BEGIN EXTRACTED MATERIAL

use std::time::{Duration, Instant};

use tracing::{debug, info};

use super::{SessionError, SessionStatus, SessionTiming};
use crate::dataset::LetterCollection;
use crate::landmarks::{FeatureVector, Hand, LandmarkError, normalize_detection};

/// What happened to one offered frame.
#[derive(Debug, Clone, Copy, PartialEq, Eq)]
pub enum FrameDisposition {
    Recorded,
    /// No hand in the frame.
    NoHand,
    /// Sampling slot already filled or not yet open.
    NotDue,
    /// Session idle or already complete.
    NotRecording,
    /// Frame arrived past the deadline; the session is now complete.
    Completed,
}

/// One timed capture of feature vectors for a target label.
#[derive(Debug, Clone)]
pub struct RecordingSession {
    label: String,
    timing: SessionTiming,
    status: SessionStatus,
    started_at: Option<Instant>,
    last_slot: Option<u128>,
    samples: Vec<FeatureVector>,
}

impl RecordingSession {
    pub fn new(label: impl Into<String>, timing: SessionTiming) -> Self {
        Self {
            label: label.into(),
            timing,
            status: SessionStatus::Idle,
            started_at: None,
            last_slot: None,
            samples: Vec::new(),
        }
    }

    pub fn label(&self) -> &str {
        &self.label
    }

    pub fn timing(&self) -> SessionTiming {
        self.timing
    }

    pub fn status(&self) -> SessionStatus {
        self.status
    }

    /// Samples recorded so far, oldest first.
    pub fn samples(&self) -> &[FeatureVector] {
        &self.samples
    }

    pub fn start(&mut self, now: Instant) -> Result<(), SessionError> {
        if self.status != SessionStatus::Idle {
            return Err(SessionError::NotIdle {
                status: self.status,
            });
        }
        self.status = SessionStatus::Recording;
        self.started_at = Some(now);
        info!(
            label = %self.label,
            duration_ms = self.timing.duration.as_millis() as u64,
            "Recording started"
        );
        Ok(())
    }

    pub fn elapsed(&self, now: Instant) -> Duration {
        self.started_at
            .map(|start| now.saturating_duration_since(start))
            .unwrap_or_default()
    }

    /// Time left before the session completes; zero unless recording.
    pub fn remaining(&self, now: Instant) -> Duration {
        match self.status {
            SessionStatus::Recording => self.timing.duration.saturating_sub(self.elapsed(now)),
            SessionStatus::Idle => self.timing.duration,
            SessionStatus::Complete => Duration::ZERO,
        }
    }

    /// Offer one detection result captured at `now`.
    pub fn offer(&mut self, now: Instant, hands: &[Hand]) -> FrameDisposition {
        if self.status != SessionStatus::Recording {
            return FrameDisposition::NotRecording;
        }
        let elapsed = self.elapsed(now);
        if elapsed > self.timing.duration {
            self.complete();
            return FrameDisposition::Completed;
        }

        let slot = match self.timing.interval() {
            Some(interval) => {
                let slot = elapsed.as_nanos() / interval.as_nanos();
                if slot == 0 || self.last_slot.is_some_and(|last| slot <= last) {
                    self.complete_at_deadline(elapsed);
                    return FrameDisposition::NotDue;
                }
                Some(slot)
            }
            None => None,
        };

        let disposition = match normalize_detection(hands) {
            Ok(features) => {
                self.samples.push(features);
                if slot.is_some() {
                    self.last_slot = slot;
                }
                FrameDisposition::Recorded
            }
            Err(LandmarkError::NoDetection) => FrameDisposition::NoHand,
        };
        self.complete_at_deadline(elapsed);
        disposition
    }

    /// Advance the clock without a frame; returns the status afterwards.
    pub fn poll(&mut self, now: Instant) -> SessionStatus {
        if self.status == SessionStatus::Recording {
            let elapsed = self.elapsed(now);
            self.complete_at_deadline(elapsed);
        }
        self.status
    }

    /// Collected samples as a letter collection, or `None` when nothing was
    /// recorded.
    pub fn finish(self) -> Result<Option<LetterCollection>, SessionError> {
        if self.status != SessionStatus::Complete {
            return Err(SessionError::NotComplete {
                status: self.status,
            });
        }
        if self.samples.is_empty() {
            info!(label = %self.label, "Recording finished without samples");
            return Ok(None);
        }
        Ok(Some(LetterCollection::new(self.label, self.samples)))
    }

    fn complete_at_deadline(&mut self, elapsed: Duration) {
        if elapsed >= self.timing.duration {
            self.complete();
        }
    }

    fn complete(&mut self) {
        if self.status != SessionStatus::Complete {
            self.status = SessionStatus::Complete;
            debug!(label = %self.label, samples = self.samples.len(), "Recording complete");
        }
    }
}

#[cfg(test)]
mod tests {
    use super::*;
    use crate::landmarks::synthetic_hand;

    fn ms(value: u64) -> Duration {
        Duration::from_millis(value)
    }

    #[test]
    fn starts_idle_and_rejects_double_start() {
        let mut session = RecordingSession::new("A", SessionTiming::collection());
        assert_eq!(session.status(), SessionStatus::Idle);
        let now = Instant::now();
        session.start(now).unwrap();
        assert_eq!(
            session.start(now),
            Err(SessionError::NotIdle {
                status: SessionStatus::Recording
            })
        );
    }

    #[test]
    fn dense_frames_are_capped_by_interval() {
        let timing = SessionTiming::collection();
        let mut session = RecordingSession::new("A", timing);
        let t0 = Instant::now();
        session.start(t0).unwrap();
        let hand = [synthetic_hand(0.5)];
        // 60 fps for the whole window and a little beyond.
        let mut t = 0;
        while t <= 3_200 {
            session.offer(t0 + ms(t), &hand);
            t += 16;
        }
        assert_eq!(session.status(), SessionStatus::Complete);
        let max = timing.max_samples().unwrap();
        assert!(session.samples().len() <= max);
        assert!(session.samples().len() >= max - 1);
    }

    #[test]
    fn one_sample_per_slot() {
        let mut session = RecordingSession::new("B", SessionTiming::collection());
        let t0 = Instant::now();
        session.start(t0).unwrap();
        let hand = [synthetic_hand(0.1)];
        assert_eq!(session.offer(t0 + ms(50), &hand), FrameDisposition::NotDue);
        assert_eq!(session.offer(t0 + ms(120), &hand), FrameDisposition::Recorded);
        assert_eq!(session.offer(t0 + ms(180), &hand), FrameDisposition::NotDue);
        assert_eq!(session.offer(t0 + ms(210), &hand), FrameDisposition::Recorded);
        assert_eq!(session.samples().len(), 2);
    }

    #[test]
    fn frames_without_hands_record_nothing() {
        let mut session = RecordingSession::new("C", SessionTiming::collection());
        let t0 = Instant::now();
        session.start(t0).unwrap();
        for step in 1..=30 {
            assert_eq!(session.offer(t0 + ms(step * 100), &[]), FrameDisposition::NoHand);
        }
        assert_eq!(session.poll(t0 + ms(3_000)), SessionStatus::Complete);
        assert_eq!(session.finish().unwrap(), None);
    }

    #[test]
    fn late_frame_completes_and_is_dropped() {
        let mut session = RecordingSession::new("D", SessionTiming::challenge());
        let t0 = Instant::now();
        session.start(t0).unwrap();
        let hand = [synthetic_hand(0.2)];
        assert_eq!(session.offer(t0 + ms(10), &hand), FrameDisposition::Recorded);
        assert_eq!(session.offer(t0 + ms(5_001), &hand), FrameDisposition::Completed);
        assert_eq!(session.offer(t0 + ms(5_002), &hand), FrameDisposition::NotRecording);
        let collection = session.finish().unwrap().unwrap();
        assert_eq!(collection.label, "D");
        assert_eq!(collection.len(), 1);
    }

    #[test]
    fn finish_requires_completion() {
        let mut session = RecordingSession::new("E", SessionTiming::challenge());
        session.start(Instant::now()).unwrap();
        assert_eq!(
            session.finish().unwrap_err(),
            SessionError::NotComplete {
                status: SessionStatus::Recording
            }
        );
    }

    #[test]
    fn remaining_counts_down() {
        let mut session = RecordingSession::new("F", SessionTiming::challenge());
        let t0 = Instant::now();
        assert_eq!(session.remaining(t0), ms(5_000));
        session.start(t0).unwrap();
        assert_eq!(session.remaining(t0 + ms(1_500)), ms(3_500));
    }
}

END EXTRACTED MATERIAL

- **WORK REQUIRED**
Search the records for the word "SessionError", then list every line that has it.

- **COMPLETED TASK**
use super::{SessionError, SessionStatus, SessionTiming};
    pub fn start(&mut self, now: Instant) -> Result<(), SessionError> {
            return Err(SessionError::NotIdle {
    pub fn finish(self) -> Result<Option<LetterCollection>, SessionError> {
            return Err(SessionError::NotComplete {
            Err(SessionError::NotIdle {
            SessionError::NotComplete {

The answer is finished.